Types of correlation depend on the meeting point of variables or attributes in the scatter plot. It expresses the closeness between the variable connections. You can find three situations in the correlation plots:

### 1. Positive Correlation

The upward or downward movement of one variable will occur after the increase or decline of another variable if there is a positive correlation. A strong positive correlation is scaled at +1.

### 2. Negative Correlation

In the case of a negative correlation, the two sets of variables move in the opposite direction. Here, one variable declines when the other rises. A strong negative correlation is scaled at -1.

### 3. No Correlation

It is an irregular correlation. When the variables do not show any linear relation in their change, it will be considered a no-correlation or zero-correlation situation. A no correlation or zero correlation is scaled at 0.

## Conclusion

### What is the best Excel graph for correlation?

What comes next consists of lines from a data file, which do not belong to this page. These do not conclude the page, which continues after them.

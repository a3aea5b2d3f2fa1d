use std::fmt;

use serde::{Deserialize, Serialize};

/// Identity of one upload session: `{token}-{logical_name}`.
///
/// The token is issued by the server, so two uploads of files sharing a
/// logical name never collide.
#[derive(Debug, Clone, PartialEq, Eq, Hash, PartialOrd, Ord, Serialize, Deserialize)]
#[serde(transparent)]
pub struct SessionKey(String);

impl SessionKey {
    /// Builds a key from a server-issued token and the caller's logical name.
    pub fn new(token: &str, logical_name: &str) -> Self {
        Self(format!("{token}-{logical_name}"))
    }

    pub fn as_str(&self) -> &str {
        &self.0
    }

    /// Splits the key into `(token, logical_name)`.
    pub fn parts(&self) -> Option<(&str, &str)> {
        self.0.split_once('-')
    }
}

impl fmt::Display for SessionKey {
    fn fmt(&self, f: &mut fmt::Formatter<'_>) -> fmt::Result {
        f.write_str(&self.0)
    }
}

/// Lifecycle state of an upload session. Transitions only move forward.
#[derive(Debug, Clone, Copy, PartialEq, Eq, Serialize, Deserialize)]
#[serde(rename_all = "snake_case")]
pub enum UploadStatus {
    Open,
    Merging,
    Completed,
    Failed,
}

impl UploadStatus {
    /// Returns `true` for `Completed` and `Failed`.
    pub fn is_terminal(self) -> bool {
        matches!(self, Self::Completed | Self::Failed)
    }
}

/// Why a session ended up `Failed`.
#[derive(Debug, Clone, PartialEq, Eq, Serialize, Deserialize)]
#[serde(tag = "kind", rename_all = "snake_case")]
pub enum FailureReason {
    /// Explicitly aborted by the caller.
    Aborted,
    /// Left open past the session timeout and garbage-collected.
    Expired,
    /// A chunk recorded as received was gone at merge time.
    MissingChunk { index: u32 },
    /// The merged file could not be published under its final name.
    Publication { message: String },
    /// The merge hit an I/O error before publication.
    Storage { message: String },
}

impl FailureReason {
    /// A failed session can be retried unless the caller aborted it or
    /// the sweeper already reclaimed its chunks.
    pub fn is_retryable(&self) -> bool {
        !matches!(self, Self::Aborted | Self::Expired)
    }
}

impl fmt::Display for FailureReason {
    fn fmt(&self, f: &mut fmt::Formatter<'_>) -> fmt::Result {
        match self {
            Self::Aborted => f.write_str("aborted by caller"),
            Self::Expired => f.write_str("session expired"),
            Self::MissingChunk { index } => write!(f, "chunk {index} missing at merge"),
            Self::Publication { message } => write!(f, "publication failed: {message}"),
            Self::Storage { message } => write!(f, "storage failure: {message}"),
        }
    }
}

/// Snapshot returned by `getSessionStatus`.
#[derive(Debug, Clone, PartialEq, Eq, Serialize, Deserialize)]
#[serde(tag = "state", rename_all = "snake_case")]
pub enum SessionStatus {
    #[serde(rename_all = "camelCase")]
    Open {
        received_count: u32,
        total_chunks: u32,
    },
    Merging,
    #[serde(rename_all = "camelCase")]
    Completed { final_path: String },
    Failed { reason: FailureReason },
}

impl SessionStatus {
    /// Returns the upload progress as a percentage (0-100).
    pub fn percentage(&self) -> f64 {
        match self {
            Self::Open {
                received_count,
                total_chunks,
            } => {
                if *total_chunks == 0 {
                    return 0.0;
                }
                f64::from(*received_count) / f64::from(*total_chunks) * 100.0
            }
            Self::Merging | Self::Completed { .. } => 100.0,
            Self::Failed { .. } => 0.0,
        }
    }
}

/// Stable, machine-readable failure codes.
#[derive(Debug, Clone, Copy, PartialEq, Eq, Serialize, Deserialize)]
#[serde(rename_all = "snake_case")]
pub enum ErrorCode {
    ValidationError,
    IndexOutOfRange,
    TotalChunksMismatch,
    DuplicateChunkConflict,
    StorageWriteFailure,
    MissingChunkAtMerge,
    PublicationFailure,
    MergeAborted,
    SessionNotFound,
    SessionNotOpen,
    InvalidName,
    Internal,
}

impl ErrorCode {
    /// Returns `true` when the caller may retry the same request unchanged.
    pub fn is_retryable(self) -> bool {
        matches!(self, Self::StorageWriteFailure)
    }
}

/// Result of `uploadChunk`.
#[derive(Debug, Clone, PartialEq, Eq, Serialize, Deserialize)]
#[serde(tag = "status", rename_all = "snake_case")]
pub enum ChunkOutcome {
    #[serde(rename_all = "camelCase")]
    InProgress {
        received_count: u32,
        total_chunks: u32,
    },
    #[serde(rename_all = "camelCase")]
    Success { final_path: String },
    Error { code: ErrorCode, message: String },
}
//! Deferred Updates
//!
//! A downloaded update can be parked for a later run. The bundle is copied
//! into a per-application directory under the user data dir together with a
//! small JSON record describing it.

use chrono::{DateTime, Utc};
use serde::{Deserialize, Serialize};
use std::fs;
use std::path::{Path, PathBuf};
use tracing::{debug, info};

use super::bundle::AppBundle;
use super::error::UpdateError;
use super::release::{Asset, Release};

const PENDING_DIR: &str = "PendingUpdates";
const PENDING_BUNDLE: &str = "Update.app";
const RECORD_FILE: &str = "pending.json";
const FALLBACK_IDENTIFIER: &str = "AppUpdater";

/// A parked update
#[derive(Debug, Clone, PartialEq, Serialize, Deserialize)]
pub struct DeferredUpdate {
    pub bundle_path: PathBuf,
    pub release_version: String,
    pub release_name: String,
    pub asset_name: String,
    pub download_date: DateTime<Utc>,
}

impl DeferredUpdate {
    pub fn new(bundle_path: PathBuf, release: &Release, asset: &Asset) -> Self {
        Self {
            bundle_path,
            release_version: release.tag.to_string(),
            release_name: release.display_name.clone(),
            asset_name: asset.name.clone(),
            download_date: Utc::now(),
        }
    }

    /// The parked bundle, if it is still on disk
    pub fn load_bundle(&self) -> Option<AppBundle> {
        AppBundle::load(&self.bundle_path)
    }
}

/// Storage for the single pending update of one application
#[derive(Debug, Clone)]
pub struct PendingUpdates {
    dir: PathBuf,
}

impl PendingUpdates {
    /// `<data dir>/<identifier>/PendingUpdates`
    pub fn for_identifier(identifier: Option<&str>) -> Result<Self, UpdateError> {
        let data_dir = dirs::data_dir().ok_or_else(|| {
            UpdateError::InvalidConfig("no user data directory on this platform".into())
        })?;
        let identifier = identifier.unwrap_or(FALLBACK_IDENTIFIER);
        Ok(Self::with_dir(data_dir.join(identifier).join(PENDING_DIR)))
    }

    pub fn with_dir(dir: impl Into<PathBuf>) -> Self {
        Self { dir: dir.into() }
    }

    pub fn dir(&self) -> &Path {
        &self.dir
    }

    fn record_path(&self) -> PathBuf {
        self.dir.join(RECORD_FILE)
    }

    /// Copy `bundle` into the pending area and write its record
    pub fn park(
        &self,
        bundle: &AppBundle,
        release: &Release,
        asset: &Asset,
    ) -> Result<DeferredUpdate, UpdateError> {
        fs::create_dir_all(&self.dir)?;
        let destination = self.dir.join(PENDING_BUNDLE);
        if destination.exists() {
            fs::remove_dir_all(&destination)?;
        }
        bundle.copy_to(&destination)?;

        let record = DeferredUpdate::new(destination, release, asset);
        self.save(&record)?;
        info!(
            "Deferred update {} stored in {}",
            record.release_version,
            self.dir.display()
        );
        Ok(record)
    }

    /// Write the record atomically
    pub fn save(&self, record: &DeferredUpdate) -> Result<(), UpdateError> {
        fs::create_dir_all(&self.dir)?;
        let content = serde_json::to_string_pretty(record)?;

        let path = self.record_path();
        let temp_path = path.with_extension("tmp");
        fs::write(&temp_path, &content)?;
        fs::rename(&temp_path, &path)?;
        Ok(())
    }

    /// The parked update, if any
    pub fn load(&self) -> Result<Option<DeferredUpdate>, UpdateError> {
        let path = self.record_path();
        if !path.exists() {
            return Ok(None);
        }
        let content = fs::read_to_string(&path)?;
        Ok(Some(serde_json::from_str(&content)?))
    }

    /// Remove the parked bundle and its record
    pub fn cleanup(&self) -> Result<(), UpdateError> {
        if self.dir.exists() {
            fs::remove_dir_all(&self.dir)?;
            debug!("Removed {}", self.dir.display());
        }
        Ok(())
    }
}
// AppUpdater Engine - Core module structure
pub mod cli;
pub mod config;
pub mod updater;

pub use config::UpdaterConfig;
pub use updater::AppUpdater;
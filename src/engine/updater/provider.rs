//! Release Providers
//!
//! Abstraction over where releases come from. The updater only ever talks to
//! a [`ReleaseProvider`]; the GitHub client and the offline mock are the two
//! implementations shipped with the crate.

use std::future::Future;
use std::path::Path;

use super::download::DownloadStream;
use super::error::UpdateError;
use super::release::{Asset, Release};

/// Source of releases and their assets
pub trait ReleaseProvider: Send + Sync {
    /// List every release of `owner/repo`, in feed order
    fn fetch_releases(
        &self,
        owner: &str,
        repo: &str,
    ) -> impl Future<Output = Result<Vec<Release>, UpdateError>> + Send;

    /// Start downloading `asset` to `destination`
    fn download(
        &self,
        asset: &Asset,
        destination: &Path,
    ) -> impl Future<Output = Result<DownloadStream, UpdateError>> + Send;
}
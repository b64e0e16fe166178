//! Application Bundles
//!
//! A bundle is a directory named `<Name>.app` with the layout
//!
//! ```text
//! Name.app/
//!   Contents/
//!     Info.plist
//!     MacOS/<executable>
//!     Resources/
//! ```

use regex::Regex;
use semver::Version;
use std::fs;
use std::io;
use std::path::{Path, PathBuf};
use walkdir::WalkDir;

use super::release::Tag;

/// Directory suffix of application bundles
pub const BUNDLE_EXTENSION: &str = "app";

/// The handful of Info.plist keys the updater cares about
#[derive(Debug, Clone, Default, PartialEq, Eq)]
pub struct BundleInfo {
    pub executable: Option<String>,
    pub identifier: Option<String>,
    pub short_version: Option<String>,
}

impl BundleInfo {
    /// Read string values out of an XML property list
    pub fn parse(plist: &str) -> Self {
        Self {
            executable: plist_string(plist, "CFBundleExecutable"),
            identifier: plist_string(plist, "CFBundleIdentifier"),
            short_version: plist_string(plist, "CFBundleShortVersionString"),
        }
    }
}

fn plist_string(plist: &str, key: &str) -> Option<String> {
    let pattern = format!(
        r"<key>\s*{}\s*</key>\s*<string>([^<]*)</string>",
        regex::escape(key)
    );
    let re = Regex::new(&pattern).ok()?;
    re.captures(plist)
        .and_then(|c| c.get(1))
        .map(|m| m.as_str().trim().to_string())
        .filter(|s| !s.is_empty())
}

/// Render a minimal Info.plist
pub fn info_plist(name: &str, identifier: &str, version: &str, executable: &str) -> String {
    format!(
        r#"<?xml version="1.0" encoding="UTF-8"?>
<!DOCTYPE plist PUBLIC "-//Apple//DTD PLIST 1.0//EN" "http://www.apple.com/DTDs/PropertyList-1.0.dtd">
<plist version="1.0">
<dict>
    <key>CFBundleName</key><string>{name}</string>
    <key>CFBundleIdentifier</key><string>{identifier}</string>
    <key>CFBundleVersion</key><string>1</string>
    <key>CFBundleShortVersionString</key><string>{version}</string>
    <key>CFBundlePackageType</key><string>APPL</string>
    <key>CFBundleExecutable</key><string>{executable}</string>
</dict>
</plist>
"#
    )
}

/// A directory-style application bundle on disk
#[derive(Debug, Clone, PartialEq, Eq)]
pub struct AppBundle {
    path: PathBuf,
    info: BundleInfo,
}

impl AppBundle {
    /// Open the bundle at `path`. Returns `None` if it is not a directory.
    pub fn load(path: impl AsRef<Path>) -> Option<Self> {
        let path = path.as_ref();
        if !path.is_dir() {
            return None;
        }
        let info = fs::read_to_string(path.join("Contents").join("Info.plist"))
            .map(|plist| BundleInfo::parse(&plist))
            .unwrap_or_default();
        Some(Self {
            path: path.to_path_buf(),
            info,
        })
    }

    /// The bundle the running executable lives in, if any
    pub fn main() -> Option<Self> {
        let exe = std::env::current_exe().ok()?;
        let exe = fs::canonicalize(&exe).unwrap_or(exe);
        let bundle = exe.parent()?.parent()?.parent()?;
        if bundle.extension().is_some_and(|e| e == BUNDLE_EXTENSION) {
            Self::load(bundle)
        } else {
            None
        }
    }

    pub fn path(&self) -> &Path {
        &self.path
    }

    pub fn info(&self) -> &BundleInfo {
        &self.info
    }

    pub fn identifier(&self) -> Option<&str> {
        self.info.identifier.as_deref()
    }

    /// Declared executable, falling back to the bundle name
    pub fn executable_path(&self) -> Option<PathBuf> {
        let name = match &self.info.executable {
            Some(name) => name.clone(),
            None => self.path.file_stem()?.to_str()?.to_string(),
        };
        Some(self.path.join("Contents").join("MacOS").join(name))
    }

    /// Executable path, only if the file exists
    pub fn existing_executable(&self) -> Option<PathBuf> {
        self.executable_path().filter(|p| p.is_file())
    }

    pub fn version(&self) -> Option<Version> {
        let raw = self.info.short_version.as_deref()?;
        Tag::parse(raw).version().cloned()
    }

    /// Recursively copy the bundle to `destination`, keeping symlinks as
    /// symlinks and file permissions as they are.
    pub fn copy_to(&self, destination: &Path) -> io::Result<AppBundle> {
        copy_tree(&self.path, destination)?;
        Self::load(destination).ok_or_else(|| {
            io::Error::new(io::ErrorKind::NotFound, "copied bundle is not a directory")
        })
    }
}

fn copy_tree(source: &Path, destination: &Path) -> io::Result<()> {
    for entry in WalkDir::new(source).follow_links(false) {
        let entry = entry.map_err(io::Error::other)?;
        let relative = entry
            .path()
            .strip_prefix(source)
            .map_err(io::Error::other)?;
        let target = destination.join(relative);
        let file_type = entry.file_type();

        if file_type.is_dir() {
            fs::create_dir_all(&target)?;
        } else if file_type.is_symlink() {
            copy_symlink(entry.path(), &target)?;
        } else {
            fs::copy(entry.path(), &target)?;
        }
    }
    Ok(())
}

#[cfg(unix)]
fn copy_symlink(link: &Path, target: &Path) -> io::Result<()> {
    let points_to = fs::read_link(link)?;
    std::os::unix::fs::symlink(points_to, target)
}

#[cfg(not(unix))]
fn copy_symlink(link: &Path, target: &Path) -> io::Result<()> {
    fs::copy(link, target).map(|_| ())
}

The best Excel graph for displaying the correlation between two variables is a “Scatter Plot” or “Scatter Chart.” A scatter plot is ideal for visualizing the relationship between two sets of data points because it displays individual data points on a two-dimensional graph, making it easy to observe correlations, trends, and patterns. You can also add a trendline to the scatter plot to further analyze the correlation and make predictions based on the data.

### What should a correlation graph look like?

A correlation graph, typically a scatter plot, should exhibit the following characteristics:

• Direction: The general trend of the data points should show either a positive correlation (data points sloping from bottom-left to top-right, indicating both variables increase together) or a negative correlation (data points sloping from top-left to bottom-right, indicating one variable increases as the other decreases).
• Strength: The strength of the correlation is determined by how closely the data points cluster around a trendline. A strong correlation will have points closely grouped around the line, while a weak correlation will have more scattered points.
• Outliers: Outliers, if present, may deviate from the main trend. These are data points that do not follow the overall correlation pattern and should be noted for further analysis.
• Trendline: A trendline (or regression line) may be added to the graph to mathematically represent the correlation. It summarizes the relationship between the variables and can be used for predictive purposes.

In summary, a correlation graph should visually show the direction and strength of the correlation between two variables, making it easier to interpret and analyze the relationship.